**Exercise brief:** Go through the listing below and show each line that has the word "join".

### Data excerpts

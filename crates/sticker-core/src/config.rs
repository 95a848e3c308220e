//! Settings the chart reads: the storage
//! slot name, where native files live, and
//! logging. Embedders start from
//! `Config::defaults()` and layer their own
//! values on with `apply_overrides`.

use std::collections::HashMap;
#[cfg(feature = "native")]
use std::fs;
#[cfg(feature = "native")]
use std::path::{
  Path,
  PathBuf
};

#[cfg(feature = "native")]
use anyhow::{
  Context,
  anyhow
};
use tracing::debug;
#[cfg(feature = "native")]
use tracing::info;

pub const DEFAULT_STORAGE_KEY: &str =
  "sticker-chart-settings";
const DEFAULT_LOG_LEVEL: &str = "warn";

#[derive(Debug, Clone)]
pub struct Config {
  map: HashMap<String, String>
}

impl Config {
  pub fn defaults() -> Self {
    let map = [
      ("data.location", "~/.sticker-chart"),
      ("storage.key", DEFAULT_STORAGE_KEY),
      ("log.level", DEFAULT_LOG_LEVEL)
    ]
    .into_iter()
    .map(|(k, v)| {
      (k.to_string(), v.to_string())
    })
    .collect();

    Config { map }
  }

  /// Sets each `(key, value)`; an `rc.`
  /// prefix on the key is dropped.
  pub fn apply_overrides<I>(
    &mut self,
    overrides: I
  ) where
    I: IntoIterator<
      Item = (String, String)
    >
  {
    for (k, v) in overrides {
      let key = k
        .strip_prefix("rc.")
        .unwrap_or(&k)
        .to_string();
      debug!(key = %key, value = %v, "applying override");
      self.map.insert(key, v);
    }
  }

  pub fn get(
    &self,
    key: &str
  ) -> Option<String> {
    self.map.get(key).cloned()
  }

  pub fn get_bool(
    &self,
    key: &str
  ) -> Option<bool> {
    self
      .map
      .get(key)
      .map(|v| parse_bool(v))
  }

  /// Name of the slot the chart is saved
  /// under. Blank values fall back to the
  /// default key.
  pub fn storage_key(&self) -> String {
    self
      .get("storage.key")
      .map(|key| key.trim().to_string())
      .filter(|key| !key.is_empty())
      .unwrap_or_else(|| {
        DEFAULT_STORAGE_KEY.to_string()
      })
  }

  pub fn log_level(&self) -> String {
    self
      .get("log.level")
      .unwrap_or_else(|| {
        DEFAULT_LOG_LEVEL.to_string()
      })
  }
}

impl Default for Config {
  fn default() -> Self {
    Self::defaults()
  }
}

/// Directory the file store lives in,
/// created if missing.
#[cfg(feature = "native")]
#[tracing::instrument(skip(
  cfg,
  override_dir
))]
pub fn resolve_data_dir(
  cfg: &Config,
  override_dir: Option<&Path>
) -> anyhow::Result<PathBuf> {
  let dir = if let Some(path) =
    override_dir
  {
    path.to_path_buf()
  } else if let Some(cfg_value) =
    cfg.get("data.location")
  {
    expand_tilde(Path::new(&cfg_value))
  } else {
    dirs::home_dir()
      .ok_or_else(|| {
        anyhow!(
          "cannot determine home \
           directory"
        )
      })?
      .join(".sticker-chart")
  };

  if !dir.exists() {
    info!(dir = %dir.display(), "creating data directory");
    fs::create_dir_all(&dir)
      .with_context(|| {
        format!(
          "failed to create {}",
          dir.display()
        )
      })?;
  }

  Ok(dir)
}

#[cfg(feature = "native")]
fn expand_tilde(
  path: &Path
) -> PathBuf {
  let text = path.to_string_lossy();
  if let Some(rest) =
    text.strip_prefix("~/")
    && let Some(home) = dirs::home_dir()
  {
    return home.join(rest);
  }
  path.to_path_buf()
}

fn parse_bool(s: &str) -> bool {
  matches!(
    s.trim()
      .to_ascii_lowercase()
      .as_str(),
    "1" | "y" | "yes" | "on" | "true"
  )
}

######

**Written response:**
      .join(".sticker-chart")
    return home.join(rest);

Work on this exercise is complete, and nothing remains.